■ Required action ■
Report the number of lines in the material below that contain "Clone", without any other words.
────────────────────────────────────────
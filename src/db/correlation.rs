use std::sync::Arc;
use std::time::Duration;

use serde::Serialize;
use serde::de::DeserializeOwned;
use tracing::warn;

use super::kv::{CollectionPolicy, KvStore};
use super::models::{
    ChatLink, JoinRequestRecord, MessageLink, MirrorState, MirroredMessage, PendingLogin,
};
use crate::config::StoreConfig;

/// Named collections kept by the bridge.
#[derive(Debug, Clone, Copy, PartialEq, Eq, Hash)]
pub enum Collection {
    /// Telegram message id → forum topic/post it refers to.
    PostByTelegram,
    /// Forum post id → Telegram message mirroring it.
    TelegramByPost,
    /// Telegram message id → forum post created from it.
    ForwardedPost,
    ChatByTelegram,
    ChatByForum,
    /// Forum chat message ids written by the bridge itself.
    SuppressedEcho,
    Credentials,
    PendingLogins,
    JoinRequests,
}

impl Collection {
    pub const ALL: [Collection; 9] = [
        Collection::PostByTelegram,
        Collection::TelegramByPost,
        Collection::ForwardedPost,
        Collection::ChatByTelegram,
        Collection::ChatByForum,
        Collection::SuppressedEcho,
        Collection::Credentials,
        Collection::PendingLogins,
        Collection::JoinRequests,
    ];

    pub fn name(self) -> &'static str {
        match self {
            Collection::PostByTelegram => "post_by_telegram",
            Collection::TelegramByPost => "telegram_by_post",
            Collection::ForwardedPost => "forwarded_post",
            Collection::ChatByTelegram => "chat_by_telegram",
            Collection::ChatByForum => "chat_by_forum",
            Collection::SuppressedEcho => "suppressed_echo",
            Collection::Credentials => "credentials",
            Collection::PendingLogins => "pending_logins",
            Collection::JoinRequests => "join_requests",
        }
    }

    pub fn policy(self, config: &StoreConfig) -> CollectionPolicy {
        let link_ttl = Duration::from_secs(config.link_ttl_hours * 3600);
        match self {
            Collection::PostByTelegram
            | Collection::TelegramByPost
            | Collection::ForwardedPost
            | Collection::ChatByTelegram
            | Collection::ChatByForum => {
                CollectionPolicy::new(Duration::from_secs(30), Some(link_ttl))
            }
            Collection::SuppressedEcho => {
                CollectionPolicy::new(Duration::from_secs(5), Some(Duration::from_secs(600)))
            }
            Collection::Credentials => CollectionPolicy::new(Duration::ZERO, None),
            Collection::PendingLogins => CollectionPolicy::new(
                Duration::ZERO,
                Some(Duration::from_secs(config.nonce_ttl_secs)),
            ),
            Collection::JoinRequests => CollectionPolicy::new(
                Duration::from_secs(30),
                Some(Duration::from_secs(7 * 24 * 3600)),
            ),
        }
    }
}

/// Typed view over the key/value store holding every identity mapping of
/// the bridge. Both directions of a link are written together.
#[derive(Clone)]
pub struct CorrelationStore {
    kv: Arc<KvStore>,
}

impl CorrelationStore {
    pub fn new(kv: Arc<KvStore>, config: &StoreConfig) -> Self {
        for collection in Collection::ALL {
            kv.register(collection.name(), collection.policy(config));
        }
        Self { kv }
    }

    #[cfg(test)]
    pub fn kv(&self) -> &Arc<KvStore> {
        &self.kv
    }

    fn get<T: DeserializeOwned>(&self, collection: Collection, key: impl ToString) -> Option<T> {
        let key = key.to_string();
        let raw = self.kv.get(collection.name(), &key)?;
        decode(collection, &key, &raw)
    }

    fn set<T: Serialize>(&self, collection: Collection, key: impl ToString, value: &T) {
        let key = key.to_string();
        match serde_json::to_string(value) {
            Ok(raw) => self.kv.set(collection.name(), &key, raw),
            Err(err) => warn!(
                collection = collection.name(),
                key = %key,
                "Failed to encode value: {err}"
            ),
        }
    }

    fn take<T: DeserializeOwned>(&self, collection: Collection, key: impl ToString) -> Option<T> {
        let key = key.to_string();
        let raw = self.kv.take(collection.name(), &key)?;
        decode(collection, &key, &raw)
    }

    pub fn post_link(&self, telegram_message_id: i64) -> Option<MessageLink> {
        self.get(Collection::PostByTelegram, telegram_message_id)
    }

    pub fn link_post(&self, telegram_message_id: i64, link: MessageLink) {
        self.set(Collection::PostByTelegram, telegram_message_id, &link);
    }

    pub fn post_mirror(&self, post_id: i64) -> MirrorState<MirroredMessage> {
        MirrorState::from_option(self.get(Collection::TelegramByPost, post_id))
    }

    /// Records the Telegram message mirroring `post_id` and points it back
    /// at the post so replies land in the right place.
    pub fn record_post_mirror(&self, post_id: i64, mirrored: MirroredMessage, link: MessageLink) {
        self.set(Collection::TelegramByPost, post_id, &mirrored);
        self.link_post(mirrored.message_id, link);
    }

    pub fn forget_post_mirror(&self, post_id: i64) -> MirrorState<MirroredMessage> {
        MirrorState::from_option(self.take(Collection::TelegramByPost, post_id))
    }

    pub fn forwarded_post(&self, telegram_message_id: i64) -> Option<i64> {
        self.get(Collection::ForwardedPost, telegram_message_id)
    }

    pub fn link_forwarded_post(&self, telegram_message_id: i64, post_id: i64) {
        self.set(Collection::ForwardedPost, telegram_message_id, &post_id);
    }

    pub fn chat_by_telegram(&self, telegram_message_id: i64) -> Option<ChatLink> {
        self.get(Collection::ChatByTelegram, telegram_message_id)
    }

    pub fn chat_mirror(&self, forum_message_id: i64) -> MirrorState<ChatLink> {
        MirrorState::from_option(self.get(Collection::ChatByForum, forum_message_id))
    }

    pub fn link_chat(&self, link: ChatLink) {
        self.set(Collection::ChatByTelegram, link.telegram_message_id, &link);
        self.set(Collection::ChatByForum, link.forum_message_id, &link);
    }

    /// Points an extra Telegram message (e.g. a media group item) at an
    /// existing chat link without touching the forum direction.
    pub fn alias_chat(&self, telegram_message_id: i64, link: &ChatLink) {
        self.set(Collection::ChatByTelegram, telegram_message_id, link);
    }

    pub fn mark_suppressed(&self, forum_message_id: i64) {
        self.set(Collection::SuppressedEcho, forum_message_id, &true);
    }

    pub fn take_suppressed(&self, forum_message_id: i64) -> bool {
        self.take::<bool>(Collection::SuppressedEcho, forum_message_id)
            .unwrap_or(false)
    }

    pub fn credential(&self, uid: i64) -> Option<String> {
        self.get(Collection::Credentials, uid)
    }

    pub fn bind_credential(&self, uid: i64, key: &str) {
        self.set(Collection::Credentials, uid, &key);
    }

    pub fn unbind_credential(&self, uid: i64) -> Option<String> {
        self.take(Collection::Credentials, uid)
    }

    pub fn record_pending_login(&self, nonce: &str, pending: PendingLogin) {
        self.set(Collection::PendingLogins, nonce, &pending);
    }

    pub fn take_pending_login(&self, nonce: &str) -> Option<PendingLogin> {
        self.take(Collection::PendingLogins, nonce)
    }

    pub fn join_request(&self, user_chat_id: i64) -> Option<JoinRequestRecord> {
        self.get(Collection::JoinRequests, user_chat_id)
    }

    pub fn record_join_request(&self, record: &JoinRequestRecord) {
        self.set(Collection::JoinRequests, record.user_chat_id, record);
    }
}

fn decode<T: DeserializeOwned>(collection: Collection, key: &str, raw: &str) -> Option<T> {
    match serde_json::from_str(raw) {
        Ok(value) => Some(value),
        Err(err) => {
            warn!(
                collection = collection.name(),
                key = %key,
                "Ignoring undecodable entry: {err}"
            );
            None
        }
    }
}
────────────────────────────────────────
■ Exercise output ■
2